= Hairline lowering =

Surgical technique

Hairline lowering (alternately, a scalp advancement or forehead reduction) is a surgical technique that allows an individual to have their frontal hairline advanced certain distances depending on variables such as pre-operative hairline height, scalp laxity, and patient preference. It can be used to address a congenitally high hairline or sometimes a hairline that has recessed from hair loss. It is performed mostly on women.

Hairline lowering surgery is also recommended to many patients undergoing facial feminization surgery (FFS). The shape of the hairline is altered, creating a low, feminine hairline. For MTF (male to female) patients who have very prominent brow bones, brow bone shaving may be performed additionally.

== Scalp laxity ==

Satisfactory hairline lowering is a balance between patient expectations and anatomical limitations. Scalp laxity is a primary determinant of extent of hairline advancement. When scalp laxity is insufficient for the desired amount of advancement, use of tissue expanders can greatly increase the possible advancement.

== Surgery ==

Hairline lowering is typically performed on an outpatient basis with local anesthesia and intravenous sedation. The surgeon marks the anticipated postoperative hairline prior to surgery. The new hairline can be tailored to the patient's preferences and is often wavy to mimic a natural hairline. During the surgery, the excess forehead and/or scalp is excised and the scalp is advanced to the new hairline. The incisions are made in such a manner (trichophytic) so that hair regrows through and in front of the eventual hairline scar making it undetectable. The scalp has to be separated from the skull going far back almost to the neck. Additional scalp advancement can be achieved by incising the galea (the deep fibrous inelastic scalp layer) which allows the scalp to stretch. Sometimes the surgeon will use implantable devices or sutures to secure the scalp to the bone at its new forward location. The surgeon will usually close the wound with two layers of sutures or surgical clips.
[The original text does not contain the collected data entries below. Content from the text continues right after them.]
//! Column-pair detection for tiered pricing columns.
//!
//! Finds pairs like `qty1`/`price1`, `qty2`/`price2` and claims both columns
//! so the classifier and AI never see them; the execution engine later
//! materializes the pairs into one ordered pricing array.

use regex::Regex;
use std::collections::HashSet;

/// Detect qty/price column pairs tied together by tier number.
///
/// Both patterns must carry one capture group yielding the tier number.
/// The scan is greedy and non-backtracking: headers are visited in input
/// order, a claimed column is never reused, and each qty column binds to the
/// first unclaimed price column with the same tier. Pairs are returned
/// sorted ascending by tier number.
pub fn detect_column_pairs(
    headers: &[String],
    qty_pattern: &Regex,
    price_pattern: &Regex,
) -> (Vec<(String, String)>, HashSet<String>) {
    // (normalized, original), preserving header order
    let lookup: Vec<(String, &String)> = headers
        .iter()
        .map(|h| (h.to_lowercase().replace(' ', ""), h))
        .collect();

    let mut pairs: Vec<(u32, String, String)> = Vec::new();
    let mut claimed: HashSet<String> = HashSet::new();

    for (normalized, original) in &lookup {
        if claimed.contains(*original) {
            continue;
        }
        let Some(tier) = capture_tier(qty_pattern, normalized) else {
            continue;
        };

        for (price_normalized, price_original) in &lookup {
            if claimed.contains(*price_original) {
                continue;
            }
            if capture_tier(price_pattern, price_normalized) == Some(tier) {
                pairs.push((tier, (*original).clone(), (*price_original).clone()));
                claimed.insert((*original).clone());
                claimed.insert((*price_original).clone());
                break;
            }
        }
    }

    pairs.sort_by_key(|(tier, _, _)| *tier);
    (
        pairs.into_iter().map(|(_, qty, price)| (qty, price)).collect(),
        claimed,
    )
}

fn capture_tier(pattern: &Regex, header: &str) -> Option<u32> {
    pattern
        .captures(header)
        .and_then(|c| c.get(1))
        .and_then(|m| m.as_str().parse().ok())
}
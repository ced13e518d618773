//! REST API request types and error mapping.
//!
//! Response bodies are the pipeline's own serializable outcome types
//! ([`crate::import::AnalyzeOutcome`] and friends); only the requests and
//! the error-to-status mapping live here.

use axum::http::StatusCode;
use axum::response::{IntoResponse, Json, Response};
use serde::Deserialize;
use serde_json::{json, Value};
use std::collections::HashMap;

use crate::error::{ImportError, ProviderError, ServerError, StoreError};
use crate::import::{ImportOptions, Row};

/// Analyze request: headers plus up to a handful of sample rows.
#[derive(Debug, Clone, Deserialize)]
pub struct AnalyzeRequest {
    pub tenant_id: String,
    pub headers: Vec<String>,
    #[serde(default)]
    pub sample_rows: Vec<Vec<String>>,
}

/// Validate request: confirmed mappings plus the full row set.
#[derive(Debug, Clone, Deserialize)]
pub struct ValidateRequest {
    pub tenant_id: String,
    /// csv_column -> db_field. Empty db_field means "do not import".
    pub mappings: HashMap<String, String>,
    pub rows: Vec<Row>,
    #[serde(flatten)]
    pub options: ImportOptions,
}

/// Execute request: validate's input plus the conflict skip policy.
#[derive(Debug, Clone, Deserialize)]
pub struct ExecuteRequest {
    pub tenant_id: String,
    pub mappings: HashMap<String, String>,
    pub rows: Vec<Row>,
    #[serde(default)]
    pub skip_conflicts: bool,
    #[serde(flatten)]
    pub options: ImportOptions,
}

/// Standard error body.
pub fn error_response(message: &str) -> Value {
    json!({ "error": message })
}

impl IntoResponse for ServerError {
    fn into_response(self) -> Response {
        let (status, message) = match &self {
            ServerError::UnknownModule(name) => (
                StatusCode::NOT_FOUND,
                format!("Unknown import module: {}", name),
            ),
            ServerError::BadRequest(msg) => (StatusCode::BAD_REQUEST, msg.clone()),
            ServerError::Import(err) => import_status(err),
        };
        (status, Json(error_response(&message))).into_response()
    }
}

fn import_status(err: &ImportError) -> (StatusCode, String) {
    match err {
        ImportError::RateLimited => (StatusCode::TOO_MANY_REQUESTS, err.to_string()),
        ImportError::ConflictsPresent | ImportError::InvalidOptions(_) => {
            (StatusCode::BAD_REQUEST, err.to_string())
        }
        ImportError::Provider(ProviderError::Configuration(_)) => (
            StatusCode::INTERNAL_SERVER_ERROR,
            "AI mapping service is not configured".to_string(),
        ),
        ImportError::Provider(_) => (
            StatusCode::BAD_GATEWAY,
            "AI mapping service unavailable".to_string(),
        ),
        ImportError::Store(StoreError::UniqueViolation(_)) => (
            StatusCode::BAD_REQUEST,
            "A record with this identifier already exists".to_string(),
        ),
        // Raw store error text never reaches the caller
        ImportError::Store(_) => (
            StatusCode::INTERNAL_SERVER_ERROR,
            "Internal error".to_string(),
        ),
    }
}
== Complications and other considerations ==
The resultant scar from hairline advancement is typically hidden by regrowth of hair; in some cases with cowlicks, the scar can be seen. In such cases hair transplants can totally disguise the scar. In males with progressive baldness, the surgical scar may become more visible as balding advances. Hair thinning from "shock loss" can occur and is usually temporary. Infections are rare. Follicular unit hair transplants can be done as an alternative treatment although the results take up to two years to get enough hair length and density to compare with the near instantaneous results of the hairline lowering operation.